Pantau - Tim tenis Indonesia akan menjamu Rumania pada Piala Davis Grup II Dunia 2026 di Stadion Tenis Gelora Bung Karno, Jakarta, pada 18-20 September 2026 dengan target mempertahankan posisi di Grup II Dunia.
Sekretaris Jenderal Pengurus Pusat Persatuan Tenis Seluruh Indonesia (PP Pelti) Andi Fajar mengatakan pertandingan tersebut sekaligus menjadi kesempatan untuk menguji kekuatan tim menjelang Asian Games 2026 Aichi-Nagoya yang berlangsung pada 19 September hingga 4 Oktober.
Pelaksanaan Piala Davis yang berdekatan dengan Asian Games dinilai tidak menjadi persoalan karena pertandingan menghadapi Rumania dapat dimanfaatkan sebagai bagian dari persiapan tim.
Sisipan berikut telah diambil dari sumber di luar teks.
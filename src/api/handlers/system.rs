//! System endpoints: health check.

use axum::extract::State;
use axum::http::StatusCode;
use axum::response::IntoResponse;
use axum::routing::get;
use axum::{Json, Router};
use chrono::Utc;
use serde::Serialize;

use crate::app_state::AppState;

/// Health check response.
#[derive(Debug, Serialize)]
struct HealthResponse {
    status: &'static str,
    timestamp: String,
    version: &'static str,
    rooms: usize,
    members: usize,
}

/// `GET /health` reports service health and live room occupancy.
pub async fn health_handler(State(state): State<AppState>) -> impl IntoResponse {
    let registry = state.relay.registry();
    (
        StatusCode::OK,
        Json(HealthResponse {
            status: "healthy",
            timestamp: Utc::now().to_rfc3339(),
            version: env!("CARGO_PKG_VERSION"),
            rooms: registry.room_count().await,
            members: registry.member_count().await,
        }),
    )
}

/// System routes mounted at the root level.
pub fn routes() -> Router<AppState> {
    Router::new().route("/health", get(health_handler))
}
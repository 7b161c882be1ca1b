//! End-to-end WebSocket relay tests against a live server.

#![allow(clippy::panic)]

mod common;

use std::path::PathBuf;
use std::time::Duration;

use serde_json::Value;

use common::{assert_silent, connect, recv_join_count, recv_json, recv_text, send, spawn_relay};

fn no_page() -> PathBuf {
    PathBuf::from("no-such-page.html")
}

#[tokio::test]
async fn location_then_join_then_flag() {
    let addr = spawn_relay(no_page()).await;

    let mut a = connect(addr, "abc").await;
    assert_eq!(recv_join_count(&mut a).await, 1);
    let mut b = connect(addr, "abc").await;
    assert_eq!(recv_join_count(&mut a).await, 2);
    assert_eq!(recv_join_count(&mut b).await, 2);

    let location = r#"{"type":"location","lat":1,"lng":2,"name":"A","avatar":"x"}"#;
    send(&mut a, location).await;
    assert_eq!(recv_text(&mut b).await, location);
    assert_silent(&mut a).await;

    let mut c = connect(addr, "abc").await;
    for ws in [&mut a, &mut b, &mut c] {
        assert_eq!(recv_join_count(ws).await, 3);
    }

    let flag = r#"{"type":"flag","lat":5,"lng":6}"#;
    send(&mut b, flag).await;
    for ws in [&mut a, &mut b, &mut c] {
        assert_eq!(recv_text(ws).await, flag);
    }
}

#[tokio::test]
async fn status_skips_sender_and_ping_is_swallowed() {
    let addr = spawn_relay(no_page()).await;
    let mut a = connect(addr, "walk").await;
    recv_join_count(&mut a).await;
    let mut b = connect(addr, "walk").await;
    recv_join_count(&mut a).await;
    recv_join_count(&mut b).await;

    send(&mut a, r#"{"type":"ping"}"#).await;
    assert_silent(&mut a).await;
    assert_silent(&mut b).await;

    let status = r#"{"type":"status","name":"A","text":"grabbing coffee"}"#;
    send(&mut a, status).await;
    let received = recv_json(&mut b).await;
    assert_eq!(received.get("text"), Some(&Value::from("grabbing coffee")));
    assert_silent(&mut a).await;
}

#[tokio::test]
async fn rooms_do_not_leak() {
    let addr = spawn_relay(no_page()).await;
    let mut north = connect(addr, "north").await;
    assert_eq!(recv_join_count(&mut north).await, 1);
    let mut south = connect(addr, "south").await;
    assert_eq!(recv_join_count(&mut south).await, 1);

    send(&mut north, r#"{"type":"flag","lat":0,"lng":0}"#).await;
    recv_text(&mut north).await;
    assert_silent(&mut south).await;
}

#[tokio::test]
async fn malformed_frames_keep_the_connection_open() {
    let addr = spawn_relay(no_page()).await;
    let mut a = connect(addr, "abc").await;
    recv_join_count(&mut a).await;
    let mut b = connect(addr, "abc").await;
    recv_join_count(&mut a).await;
    recv_join_count(&mut b).await;

    send(&mut a, "definitely not json").await;
    send(&mut a, r#"{"type":"location","lat":1}"#).await;
    send(&mut a, r#"{"type":"system","msg":"fake"}"#).await;
    assert_silent(&mut b).await;

    let flag = r#"{"type":"flag","lat":9,"lng":9}"#;
    send(&mut a, flag).await;
    assert_eq!(recv_text(&mut a).await, flag);
    assert_eq!(recv_text(&mut b).await, flag);
}

#[tokio::test]
async fn departure_is_silent_and_frees_the_slot() {
    let addr = spawn_relay(no_page()).await;
    let mut a = connect(addr, "abc").await;
    recv_join_count(&mut a).await;
    let mut b = connect(addr, "abc").await;
    recv_join_count(&mut a).await;
    recv_join_count(&mut b).await;

    if let Err(e) = b.close(None).await {
        panic!("close failed: {e}");
    }
    assert_silent(&mut a).await;

    // the next joiner is counted without the departed member
    tokio::time::sleep(Duration::from_millis(50)).await;
    let mut c = connect(addr, "abc").await;
    assert_eq!(recv_join_count(&mut a).await, 2);
    assert_eq!(recv_join_count(&mut c).await, 2);
}
//! HTTP endpoint handlers.

pub mod page;
pub mod system;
“Justru hadirnya Davis Cup ini menjadi ajang latihan menuju Asian Games. Kebetulan kita menjadi tuan rumah Rumania, tentu ini menjadi momentum untuk menguji kemampuan tim kita yang akan turun di Asian Games,” ujar Andi di Jakarta, Minggu, 9 Agustus 2026.
Pelti Berencana Pertahankan Skuad Indonesia
PP Pelti berencana mempertahankan skuad yang sebelumnya membawa Indonesia mengalahkan Togo 4-0 pada playoff Piala Davis Grup II Dunia di Stadion Tenis Gelora Bung Karno pada Februari 2026.
Tim Indonesia ketika menghadapi Togo diperkuat Christopher Rungkat, Muhammad Rifqi Fitriadi, Justin Barki, Anthony Susanto, dan Lucky Candra Kurniawan.
Kemenangan atas Togo memastikan Indonesia mendapatkan tempat di Grup II Dunia untuk musim 2026.
Indonesia menghadapi tantangan berat melawan Rumania karena posisi kedua negara dalam peringkat dunia terpaut cukup jauh.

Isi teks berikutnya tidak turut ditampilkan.